Tuesday, May 27, 2008

A trio of birds and some badgers.


It's getting really wild around here and I don't just mean the weather. Last night I saw the local badgers nosing round my car again. I had heard from a neighbour that they were back again, her pampas grass had disappeared overnight and was trailed across her garden and round past the shed to hole in the stream bank 10m away. I haven't seen them for about 18 months but obviously that set is still in use. I'll have to try and get up about 2am again tonight to watch them although I was going to get some sugar puffs to put out for them but I forgot. I'm hoping the sugar puffs might lure them slightly more into the light away from the garage wall so they can be seen more easily.

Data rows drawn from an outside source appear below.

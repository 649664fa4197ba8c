use crate::{
    config::{PathBuf, PATH_SEPARATOR},
    driver::CardDriver,
    error::SessionError,
    workdir::WorkDirStack,
};

/// Directory that holds the target plus the target's bare name.
#[derive(Clone, Debug)]
pub struct Resolved<'p, Dir> {
    pub dir: Dir,
    pub file_name: &'p str,
}

pub fn is_absolute(path: &str) -> bool {
    path.starts_with(PATH_SEPARATOR)
}

/// Walks every directory segment of `path` without touching the working
/// directory stack.
///
/// Absolute paths start at the root, relative ones at the working
/// directory. Repeated separators are ignored. The final segment is handed
/// back verbatim for the caller to open or delete.
pub fn resolve<'p, D: CardDriver>(
    driver: &mut D,
    stack: &WorkDirStack<D::Dir>,
    path: &'p str,
) -> Result<Resolved<'p, D::Dir>, SessionError> {
    let start = if is_absolute(path) {
        stack.root()
    } else {
        stack.current()
    };
    let mut dir = start.cloned().ok_or(SessionError::CardUnavailable)?;

    let (dirs, file_name) = match path.rfind(PATH_SEPARATOR) {
        Some(idx) => (&path[..idx], &path[idx + 1..]),
        None => ("", path),
    };
    if file_name.is_empty() {
        log::warn!("sdcard: resolve empty_file_name path={}", path);
        return Err(SessionError::path_not_found(path));
    }

    for segment in dirs.split(PATH_SEPARATOR).filter(|s| !s.is_empty()) {
        dir = match driver.open_dir(&dir, segment) {
            Ok(next) => next,
            Err(err) => {
                log::warn!(
                    "sdcard: resolve segment_error path={} segment={} err={:?}",
                    path,
                    segment,
                    err
                );
                return Err(SessionError::path_not_found(segment));
            }
        };
    }

    Ok(Resolved { dir, file_name })
}

/// Absolute form of `path` as seen from the working directory.
pub fn absolute<Dir: Clone>(stack: &WorkDirStack<Dir>, path: &str) -> Result<PathBuf, SessionError> {
    let mut out = if is_absolute(path) {
        PathBuf::new()
    } else {
        stack.path()?
    };
    for segment in path.split(PATH_SEPARATOR).filter(|s| !s.is_empty()) {
        if !out.ends_with(PATH_SEPARATOR) {
            out.push(PATH_SEPARATOR)
                .map_err(|_| SessionError::PathTooLong)?;
        }
        out.push_str(segment)
            .map_err(|_| SessionError::PathTooLong)?;
    }
    Ok(out)
}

Another oddity is that after going nightingale watching several evenings recently, the last time with the grandkids in tow as well, we now have a resident one at the bottom of our road camped out in a huge fir tree. I have lived here for 23 years and the birds here generally have vastly increased in numbers but I have never heard a nightingale here at home until now. Middle daughter and I spotted him on Sunday through the binoculars although he has been around since last Thursday. All that fuss to drive a couple of miles to go and listen to one and I can lie in bed at 5am and hear one plain as anything.


We have a strange jackdaw too. These have been increasing year on year and last year we had one with a distinctly craoky off-key voice. He seems to have returned again, or maybe he was silent all winter, so now we get this strange almost honking noise from about 7am. I know it IS a jackdaw as I have watched him through the bins too.


The third 'new' bird are flycatchers who sit on the telephone wires at the back of the house and then do a lovely tumbling display catching their next meal. They appear to be nesting in the eaves of a house in that direction and though I have looked for the fledglings I haven't seen any yet.


Either this spring is distinctly odd or else this village has suddenly become a magnet for a great influx of wild life.